Exercise material:
mod buffer;

pub use buffer::BufferPhysicalMemory;

/// Raw physical memory, addressed by byte offsets.
///
/// The offset of a byte inside of physical page `ppn` is `ppn * page_size + page_offset`.
/// Compressed blocks are read and written through this interface directly,
/// without any address translation.
pub trait PhysicalMemoryModule {
    /// Reads the region `[offset, offset + dest.len())` into `dest`.
    ///
    /// If this call fails, nothing was written to `dest`.
    fn read(&mut self, offset: usize, dest: &mut [u8]) -> Result<(), ()>;

    /// Writes the region `src` to `[offset, offset + src.len())`
    fn write(&mut self, offset: usize, src: &[u8]) -> Result<(), ()>;

    /// Returns the size in bytes of this memory
    fn get_max_size(&self) -> usize;

    /// Sets the region `[offset, offset + len)` to `value`
    fn fill(&mut self, offset: usize, len: usize, value: u8) -> Result<(), ()> {
        let buffer = vec![value; len];
        self.write(offset, &buffer)
    }
}

#[cfg(test)]
pub(crate) mod test {
    use super::PhysicalMemoryModule;

    fn gen_number(i: usize) -> u8 {
        (i * 3 + (i % 3) * 7 + (i % 11) * 51) as u8
    }

    pub(super) const PHYSICAL_MEMORY_NORMAL_TEST_SIZE: usize = 4096;

    /// test if write saves all data and read restores all of it
    pub(super) fn test_physical_memory_normal<T: PhysicalMemoryModule>(mut module: T) {
        const SUB_TEST_SIZE: usize = PHYSICAL_MEMORY_NORMAL_TEST_SIZE / 32;

        let mut source_slice = [0u8; PHYSICAL_MEMORY_NORMAL_TEST_SIZE];
        for i in 0..PHYSICAL_MEMORY_NORMAL_TEST_SIZE {
            source_slice[i] = gen_number(i);
        }

        for i in 0..PHYSICAL_MEMORY_NORMAL_TEST_SIZE / SUB_TEST_SIZE {
            let offset = i * SUB_TEST_SIZE;
            module
                .write(offset, &source_slice[offset..offset + SUB_TEST_SIZE])
                .unwrap();
        }

        let mut test_slice = [0u8; SUB_TEST_SIZE];
        for i in 0..PHYSICAL_MEMORY_NORMAL_TEST_SIZE / SUB_TEST_SIZE {
            let offset = i * SUB_TEST_SIZE;
            module.read(offset, &mut test_slice).unwrap();

            for x in 0..SUB_TEST_SIZE {
                assert_eq!(test_slice[x], source_slice[offset + x]);
            }
        }
    }

    /// accesses that cross the end of the memory have to fail without touching anything
    pub(super) fn test_physical_memory_bounds<T: PhysicalMemoryModule>(mut module: T) {
        let size = module.get_max_size();
        module.fill(0, size, 7).unwrap();

        assert!(module.write(size - 2, &[1, 2, 3]).is_err());
        assert!(module.fill(size, 1, 0).is_err());

        let mut dest = [0u8; 3];
        assert!(module.read(size - 2, &mut dest).is_err());
        assert_eq!(dest, [0, 0, 0]);

        module.read(size - 3, &mut dest).unwrap();
        assert_eq!(dest, [7, 7, 7]);

        // empty accesses at the border are fine
        module.read(size, &mut []).unwrap();
        module.write(size, &[]).unwrap();
    }
}
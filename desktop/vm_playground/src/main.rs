/*
 *  Copyright (C) 2025  Markus Elias Gerber
 *
 *  This program is free software: you can redistribute it and/or modify
 *  it under the terms of the GNU General Public License as published by
 *  the Free Software Foundation, either version 3 of the License, or
 *  (at your option) any later version.
 *
 *  This program is distributed in the hope that it will be useful,
 *  but WITHOUT ANY WARRANTY; without even the implied warranty of
 *  MERCHANTABILITY or FITNESS FOR A PARTICULAR PURPOSE.  See the
 *  GNU General Public License for more details.
 *
 *  You should have received a copy of the GNU General Public License
 *  along with this program.  If not, see <https://www.gnu.org/licenses/>.
 */

use compressed_vm::{CVMConfig, DefaultCVMAddressSpace};
use env_logger::{Builder, Env};
use log::info;
use rand::{rngs::SmallRng, Rng, RngCore, SeedableRng};

const TOUCHED_PAGES: usize = 96;
const ACCESSES: usize = 10_000;

/// Page made out of runs of the same byte
fn compressible_page(rand: &mut SmallRng, page_size: usize) -> Vec<u8> {
    let mut page = Vec::with_capacity(page_size);
    while page.len() < page_size {
        let value = rand.next_u32() as u8;
        let run = rand.gen_range(16..=256).min(page_size - page.len());
        page.extend(std::iter::repeat(value).take(run));
    }
    page
}

fn main() {
    Builder::from_env(Env::default())
        .filter_level(log::LevelFilter::Info)
        .format_module_path(false)
        .init();

    let config = CVMConfig::default();
    let mut space = DefaultCVMAddressSpace::with_config(config).unwrap();
    let mut rand = SmallRng::seed_from_u64(1234567890);

    let mut pages: Vec<Vec<u8>> = (0..TOUCHED_PAGES)
        .map(|_| compressible_page(&mut rand, config.page_size))
        .collect();

    for (vpn, page) in pages.iter().enumerate() {
        let written = space.write_virtual_memory(config.make_address(vpn, 0), page);
        assert_eq!(written, page.len());
    }
    info!("Wrote {} pages", TOUCHED_PAGES);

    for _ in 0..ACCESSES {
        let vpn = rand.gen_range(0..TOUCHED_PAGES);
        let offset = rand.gen_range(0..config.page_size);

        if rand.gen_bool(0.2) {
            let value = rand.next_u32() as u8;
            pages[vpn][offset] = value;
            space.write_virtual_memory(config.make_address(vpn, offset), &[value]);
        } else {
            let mut value = [0u8];
            space.read_virtual_memory(config.make_address(vpn, offset), &mut value);
            assert_eq!(value[0], pages[vpn][offset], "vpn {} offset {}", vpn, offset);
        }
    }

    space.check_integrity();

    let statistics = space.statistics();
    println!("page faults:        {}", statistics.page_faults);
    println!("zero fill faults:   {}", statistics.zero_fill_faults);
    println!("swap outs:          {}", statistics.swap_outs);
    println!("swap ins:           {}", statistics.swap_ins);
    println!("pages compressed:   {}", statistics.pages_compressed);
    println!("pages decompressed: {}", statistics.pages_decompressed);
    println!("victim shortfalls:  {}", statistics.victim_shortfalls);
    if let Some(ratio) = statistics.compression_ratio() {
        println!("compression ratio:  {:.3}", ratio);
    }
}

Directions for this task: Tell how many lines in the material above have the string "unwrap", using only the number.

Answer: 7